What to do | Exact copies of all the entries are needed.

Material provided |
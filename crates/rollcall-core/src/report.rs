//! Per-day attendance summaries and dashboard statistics.

use crate::types::{AttendanceRecord, AttendanceStatus, Identity};
use chrono::{NaiveDate, TimeZone};
use serde::Serialize;
use std::collections::HashSet;

/// One check-in as presented in a daily summary.
#[derive(Debug, Clone, PartialEq, Serialize)]
pub struct SummaryRecord {
    pub name: String,
    /// Local wall-clock time, `HH:MM:SS`.
    pub time: String,
    pub status: AttendanceStatus,
}

/// Structured input for the narrative report.
#[derive(Debug, Clone, PartialEq, Serialize)]
#[serde(rename_all = "camelCase")]
pub struct DailySummary {
    pub total_users: usize,
    /// Distinct identities with at least one record that day.
    pub present_count: usize,
    pub records: Vec<SummaryRecord>,
    pub absent_users: Vec<String>,
}

fn local_date<Tz: TimeZone>(tz: &Tz, millis: i64) -> Option<NaiveDate> {
    tz.timestamp_millis_opt(millis).single().map(|dt| dt.date_naive())
}

fn records_on<'a, Tz: TimeZone>(
    log: &'a [AttendanceRecord],
    date: NaiveDate,
    tz: &Tz,
) -> Vec<&'a AttendanceRecord> {
    log.iter()
        .filter(|r| local_date(tz, r.timestamp_epoch_millis) == Some(date))
        .collect()
}

/// Summarize `date` (in `tz`) from the full log and roster.
pub fn summarize<Tz: TimeZone>(
    log: &[AttendanceRecord],
    roster: &[Identity],
    date: NaiveDate,
    tz: &Tz,
) -> DailySummary
where
    Tz::Offset: std::fmt::Display,
{
    let todays = records_on(log, date, tz);
    let present: HashSet<&str> = todays.iter().map(|r| r.identity_id.as_str()).collect();

    let records = todays
        .iter()
        .map(|r| SummaryRecord {
            name: r.identity_name.clone(),
            time: tz
                .timestamp_millis_opt(r.timestamp_epoch_millis)
                .single()
                .map(|dt| dt.format("%H:%M:%S").to_string())
                .unwrap_or_default(),
            status: r.status,
        })
        .collect();

    let absent_users = roster
        .iter()
        .filter(|identity| !present.contains(identity.id.as_str()))
        .map(|identity| identity.display_name.clone())
        .collect();

    DailySummary {
        total_users: roster.len(),
        present_count: present.len(),
        records,
        absent_users,
    }
}

/// Headline numbers for the dashboard view.
#[derive(Debug, Clone, PartialEq, Eq, Serialize)]
#[serde(rename_all = "camelCase")]
pub struct DashboardStats {
    pub total_members: usize,
    pub present_today: usize,
    /// Rounded percentage of members present; 0 for an empty roster.
    pub attendance_rate: u32,
    pub on_time: usize,
    pub late: usize,
    pub absent: usize,
    /// Every record in the log, across all days.
    pub total_logs: usize,
}

impl DashboardStats {
    pub fn compute<Tz: TimeZone>(
        log: &[AttendanceRecord],
        roster: &[Identity],
        date: NaiveDate,
        tz: &Tz,
    ) -> Self {
        let todays = records_on(log, date, tz);
        let present = todays
            .iter()
            .map(|r| r.identity_id.as_str())
            .collect::<HashSet<_>>()
            .len();
        let total = roster.len();
        let attendance_rate = if total > 0 {
            (present as f64 / total as f64 * 100.0).round() as u32
        } else {
            0
        };

        Self {
            total_members: total,
            present_today: present,
            attendance_rate,
            on_time: todays.iter().filter(|r| r.status == AttendanceStatus::OnTime).count(),
            late: todays.iter().filter(|r| r.status == AttendanceStatus::Late).count(),
            absent: total.saturating_sub(present),
            total_logs: log.len(),
        }
    }
}

/// Instruction prompt for the text-generation service.
pub fn build_prompt(summary: &DailySummary, date: NaiveDate) -> String {
    let data = serde_json::to_string_pretty(summary).unwrap_or_else(|_| "{}".to_string());
    let day = date.format("%a %b %d %Y");
    format!(
        "You are an attendance analyst system. Analyze the following attendance data for {day}.\n\
         \n\
         Data:\n\
         {data}\n\
         \n\
         Please provide a concise but insightful report in Markdown format.\n\
         Include:\n\
         1. Overall attendance percentage.\n\
         2. Who was on time vs late (09:00 is the cutoff for \"On Time\"; respect the 'status' field provided).\n\
         3. A list of absent users.\n\
         4. A brief \"Mood of the Day\" assessment based on punctuality (playful/professional).\n\
         \n\
         Keep it professional but engaging.\n"
    )
}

Task answer |
filename crates/rollcall-core/src/report.rs
//! Per-day attendance summaries and dashboard statistics.

use crate::types::{AttendanceRecord, AttendanceStatus, Identity};
use chrono::{NaiveDate, TimeZone};
use serde::Serialize;
use std::collections::HashSet;

/// One check-in as presented in a daily summary.
#[derive(Debug, Clone, PartialEq, Serialize)]
pub struct SummaryRecord {
    pub name: String,
    /// Local wall-clock time, `HH:MM:SS`.
    pub time: String,
    pub status: AttendanceStatus,
}

/// Structured input for the narrative report.
#[derive(Debug, Clone, PartialEq, Serialize)]
#[serde(rename_all = "camelCase")]
pub struct DailySummary {
    pub total_users: usize,
    /// Distinct identities with at least one record that day.
    pub present_count: usize,
    pub records: Vec<SummaryRecord>,
    pub absent_users: Vec<String>,
}

fn local_date<Tz: TimeZone>(tz: &Tz, millis: i64) -> Option<NaiveDate> {
    tz.timestamp_millis_opt(millis).single().map(|dt| dt.date_naive())
}

fn records_on<'a, Tz: TimeZone>(
    log: &'a [AttendanceRecord],
    date: NaiveDate,
    tz: &Tz,
) -> Vec<&'a AttendanceRecord> {
    log.iter()
        .filter(|r| local_date(tz, r.timestamp_epoch_millis) == Some(date))
        .collect()
}

/// Summarize `date` (in `tz`) from the full log and roster.
pub fn summarize<Tz: TimeZone>(
    log: &[AttendanceRecord],
    roster: &[Identity],
    date: NaiveDate,
    tz: &Tz,
) -> DailySummary
where
    Tz::Offset: std::fmt::Display,
{
    let todays = records_on(log, date, tz);
    let present: HashSet<&str> = todays.iter().map(|r| r.identity_id.as_str()).collect();

    let records = todays
        .iter()
        .map(|r| SummaryRecord {
            name: r.identity_name.clone(),
            time: tz
                .timestamp_millis_opt(r.timestamp_epoch_millis)
                .single()
                .map(|dt| dt.format("%H:%M:%S").to_string())
                .unwrap_or_default(),
            status: r.status,
        })
        .collect();

    let absent_users = roster
        .iter()
        .filter(|identity| !present.contains(identity.id.as_str()))
        .map(|identity| identity.display_name.clone())
        .collect();

    DailySummary {
        total_users: roster.len(),
        present_count: present.len(),
        records,
        absent_users,
    }
}

/// Headline numbers for the dashboard view.
#[derive(Debug, Clone, PartialEq, Eq, Serialize)]
#[serde(rename_all = "camelCase")]
pub struct DashboardStats {
    pub total_members: usize,
    pub present_today: usize,
    /// Rounded percentage of members present; 0 for an empty roster.
    pub attendance_rate: u32,
    pub on_time: usize,
    pub late: usize,
    pub absent: usize,
    /// Every record in the log, across all days.
    pub total_logs: usize,
}

impl DashboardStats {
    pub fn compute<Tz: TimeZone>(
        log: &[AttendanceRecord],
        roster: &[Identity],
        date: NaiveDate,
        tz: &Tz,
    ) -> Self {
        let todays = records_on(log, date, tz);
        let present = todays
            .iter()
            .map(|r| r.identity_id.as_str())
            .collect::<HashSet<_>>()
            .len();
        let total = roster.len();
        let attendance_rate = if total > 0 {
            (present as f64 / total as f64 * 100.0).round() as u32
        } else {
            0
        };

        Self {
            total_members: total,
            present_today: present,
            attendance_rate,
            on_time: todays.iter().filter(|r| r.status == AttendanceStatus::OnTime).count(),
            late: todays.iter().filter(|r| r.status == AttendanceStatus::Late).count(),
            absent: total.saturating_sub(present),
            total_logs: log.len(),
        }
    }
}

/// Instruction prompt for the text-generation service.
pub fn build_prompt(summary: &DailySummary, date: NaiveDate) -> String {
    let data = serde_json::to_string_pretty(summary).unwrap_or_else(|_| "{}".to_string());
    let day = date.format("%a %b %d %Y");
    format!(
        "You are an attendance analyst system. Analyze the following attendance data for {day}.\n\
         \n\
         Data:\n\
         {data}\n\
         \n\
         Please provide a concise but insightful report in Markdown format.\n\
         Include:\n\
         1. Overall attendance percentage.\n\
         2. Who was on time vs late (09:00 is the cutoff for \"On Time\"; respect the 'status' field provided).\n\
         3. A list of absent users.\n\
         4. A brief \"Mood of the Day\" assessment based on punctuality (playful/professional).\n\
         \n\
         Keep it professional but engaging.\n"
    )
}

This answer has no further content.